Du foie gras au basket

« La Chalosse est la seule région de France au développement rural positif grâce au foie gras », souligne Jean Caplanne, qui a présidé pendant trente ans le club de Pomarez. Etant l’une des principales zones de production de foie gras, la Chalosse n’a pas vécu d’exode rural après la seconde guerre mondiale. « Puisqu’il y avait du travail, les jeunes sont restés à la ferme. Et parce qu’ils étaient disponibles le week-end, le basket s’est développé. »

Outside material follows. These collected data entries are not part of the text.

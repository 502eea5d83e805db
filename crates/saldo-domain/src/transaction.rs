//! Domain models for ledger transactions.

use std::fmt;

use chrono::{DateTime, NaiveDate, Utc};
use serde::{Deserialize, Serialize};
use uuid::Uuid;

#[derive(Debug, Clone, Serialize, Deserialize, PartialEq)]
pub struct Transaction {
    pub id: Uuid,
    pub title: String,
    pub date: NaiveDate,
    /// Signed amount: negative for expenses, non-negative for income.
    pub amount: f64,
    pub kind: TransactionKind,
    pub category: String,
    #[serde(default, skip_serializing_if = "Option::is_none")]
    pub account_id: Option<Uuid>,
    #[serde(default)]
    pub source: TransactionSource,
    #[serde(default, skip_serializing_if = "Option::is_none")]
    pub bank_ref: Option<String>,
    pub created_at: DateTime<Utc>,
}

impl Transaction {
    /// Creates a manual transaction; the kind is derived from the amount sign.
    pub fn new(
        title: impl Into<String>,
        date: NaiveDate,
        amount: f64,
        category: impl Into<String>,
    ) -> Self {
        Self {
            id: Uuid::new_v4(),
            title: title.into(),
            date,
            amount,
            kind: TransactionKind::from_amount(amount),
            category: category.into(),
            account_id: None,
            source: TransactionSource::Manual,
            bank_ref: None,
            created_at: Utc::now(),
        }
    }

    pub fn with_account(mut self, account_id: Uuid) -> Self {
        self.account_id = Some(account_id);
        self
    }

    /// Marks this transaction as an automated bank import carrying the
    /// provider reference used for deduplication.
    pub fn with_bank_ref(mut self, bank_ref: impl Into<String>) -> Self {
        self.bank_ref = Some(bank_ref.into());
        self.source = TransactionSource::BankSync;
        self
    }

    pub fn is_expense(&self) -> bool {
        matches!(self.kind, TransactionKind::Expense)
    }
}

#[derive(Debug, Clone, Copy, Serialize, Deserialize, PartialEq, Eq)]
#[serde(rename_all = "lowercase")]
pub enum TransactionKind {
    Income,
    Expense,
}

impl TransactionKind {
    /// Non-negative amounts are income, negative ones expenses.
    pub fn from_amount(amount: f64) -> Self {
        if amount < 0.0 {
            TransactionKind::Expense
        } else {
            TransactionKind::Income
        }
    }
}

impl fmt::Display for TransactionKind {
    fn fmt(&self, f: &mut fmt::Formatter<'_>) -> fmt::Result {
        let label = match self {
            TransactionKind::Income => "Income",
            TransactionKind::Expense => "Expense",
        };
        f.write_str(label)
    }
}

/// Distinguishes automated bank imports from manually entered records.
#[derive(Debug, Clone, Copy, Serialize, Deserialize, PartialEq, Eq, Default)]
pub enum TransactionSource {
    #[default]
    #[serde(rename = "manual")]
    Manual,
    #[serde(rename = "bank-sync")]
    BankSync,
}

impl fmt::Display for TransactionSource {
    fn fmt(&self, f: &mut fmt::Formatter<'_>) -> fmt::Result {
        let label = match self {
            TransactionSource::Manual => "manual",
            TransactionSource::BankSync => "bank-sync",
        };
        f.write_str(label)
    }
}

#[cfg(test)]
mod tests {
    use super::*;

    fn date(y: i32, m: u32, d: u32) -> NaiveDate {
        NaiveDate::from_ymd_opt(y, m, d).unwrap()
    }

    #[test]
    fn kind_follows_amount_sign() {
        let expense = Transaction::new("Groceries", date(2026, 3, 1), -45.90, "Spesa");
        assert_eq!(expense.kind, TransactionKind::Expense);

        let income = Transaction::new("Salary", date(2026, 3, 1), 1800.0, "Lavoro");
        assert_eq!(income.kind, TransactionKind::Income);

        let zero = Transaction::new("Correction", date(2026, 3, 1), 0.0, "Other");
        assert_eq!(zero.kind, TransactionKind::Income);
    }

    #[test]
    fn bank_ref_marks_source_as_bank_sync() {
        let tx = Transaction::new("Esselunga", date(2026, 3, 1), -12.0, "Spesa")
            .with_bank_ref("TX123");
        assert_eq!(tx.source, TransactionSource::BankSync);
        assert_eq!(tx.bank_ref.as_deref(), Some("TX123"));
    }

    #[test]
    fn source_serializes_with_kebab_marker() {
        let tx = Transaction::new("Esselunga", date(2026, 3, 1), -12.0, "Spesa")
            .with_bank_ref("TX123");
        let json = serde_json::to_value(&tx).unwrap();
        assert_eq!(json["source"], "bank-sync");
        assert_eq!(json["kind"], "expense");
    }
}
//! Wire types for the aggregator REST API.
//!
//! Field names follow the provider's JSON verbatim; everything the
//! provider may omit is optional with a serde default.

use chrono::NaiveDate;
use saldo_domain::RequisitionStatus;
use serde::{Deserialize, Serialize};

#[derive(Debug, Serialize)]
pub struct TokenRequest {
    pub secret_id: String,
    pub secret_key: String,
}

#[derive(Debug, Deserialize)]
pub struct TokenResponse {
    pub access: String,
    /// Reported token lifetime in seconds (about 24h).
    pub access_expires: i64,
}

/// One supported bank for a given country.
#[derive(Debug, Clone, Serialize, Deserialize)]
pub struct Institution {
    pub id: String,
    pub name: String,
    #[serde(default)]
    pub logo: String,
    #[serde(default)]
    pub countries: Vec<String>,
    #[serde(
        rename = "transaction_total_days",
        default = "Institution::default_history_days",
        deserialize_with = "history_days"
    )]
    pub max_history_days: u32,
}

impl Institution {
    pub fn default_history_days() -> u32 {
        90
    }
}

/// The provider reports the history window as a bare number or a quoted
/// string depending on the institution.
fn history_days<'de, D>(deserializer: D) -> Result<u32, D::Error>
where
    D: serde::Deserializer<'de>,
{
    #[derive(Deserialize)]
    #[serde(untagged)]
    enum Raw {
        Num(u32),
        Text(String),
    }
    Ok(match Raw::deserialize(deserializer)? {
        Raw::Num(days) => days,
        Raw::Text(days) => days
            .parse()
            .unwrap_or_else(|_| Institution::default_history_days()),
    })
}

#[derive(Debug, Serialize)]
pub struct CreateRequisitionRequest {
    pub redirect: String,
    pub institution_id: String,
    pub user_language: String,
}

/// Requisition payload returned on creation and on status checks.
#[derive(Debug, Clone, Deserialize)]
pub struct RequisitionDetail {
    pub id: String,
    #[serde(default)]
    pub link: String,
    pub status: RequisitionStatus,
    #[serde(default)]
    pub accounts: Vec<String>,
}

#[derive(Debug, Deserialize)]
pub struct AccountDetailEnvelope {
    pub account: AccountDetail,
}

#[derive(Debug, Clone, Default, Deserialize)]
#[serde(rename_all = "camelCase")]
pub struct AccountDetail {
    pub iban: Option<String>,
    pub owner_name: Option<String>,
    pub currency: Option<String>,
    pub product: Option<String>,
}

#[derive(Debug, Deserialize)]
pub struct TransactionsEnvelope {
    pub transactions: TransactionPages,
}

#[derive(Debug, Default, Deserialize)]
pub struct TransactionPages {
    #[serde(default)]
    pub booked: Vec<RawTransaction>,
    #[serde(default)]
    pub pending: Vec<RawTransaction>,
}

/// Unmodified transaction record as the provider reports it; field
/// population varies per bank.
#[derive(Debug, Clone, Default, Deserialize)]
#[serde(rename_all = "camelCase")]
pub struct RawTransaction {
    pub transaction_id: Option<String>,
    pub internal_transaction_id: Option<String>,
    pub booking_date: Option<NaiveDate>,
    pub value_date: Option<NaiveDate>,
    pub transaction_amount: Option<AmountValue>,
    pub remittance_information_unstructured: Option<String>,
    pub remittance_information_unstructured_array: Option<Vec<String>>,
    pub creditor_name: Option<String>,
    pub debtor_name: Option<String>,
    pub additional_information: Option<String>,
}

#[derive(Debug, Clone, Default, Deserialize)]
pub struct AmountValue {
    pub amount: String,
    #[serde(default)]
    pub currency: String,
}

#[derive(Debug, Deserialize)]
pub struct BalancesEnvelope {
    #[serde(default)]
    pub balances: Vec<BalanceEntry>,
}

#[derive(Debug, Clone, Deserialize)]
#[serde(rename_all = "camelCase")]
pub struct BalanceEntry {
    pub balance_amount: AmountValue,
    pub balance_type: Option<String>,
}
//! Bare-metal node provisioning.
//!
//! The concrete machine: provision states and events, the transition table
//! that connects them, and the mapping from public API verbs to events.

mod machine;
mod states;
mod verbs;

pub use machine::{provision_machine, provision_machine_with, ProvisionMachine};
pub use states::{ProvisionEvent, ProvisionState};
pub use verbs::{event_for_verb, Verb, VerbError};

Si le basket est une religion en Chalosse, la Coupe des Landes est sa messe. Une coupe unique, rassemblant tous les clubs du département depuis 1947. Elle constitue « la récompense et la convergence de tout le peuple du basket » vers les arènes, où se disputent les finales (féminine et masculine), estime Jean-François « Paco » Laulhé, l’entraîneur landais d’Orthez, en National 1 féminine.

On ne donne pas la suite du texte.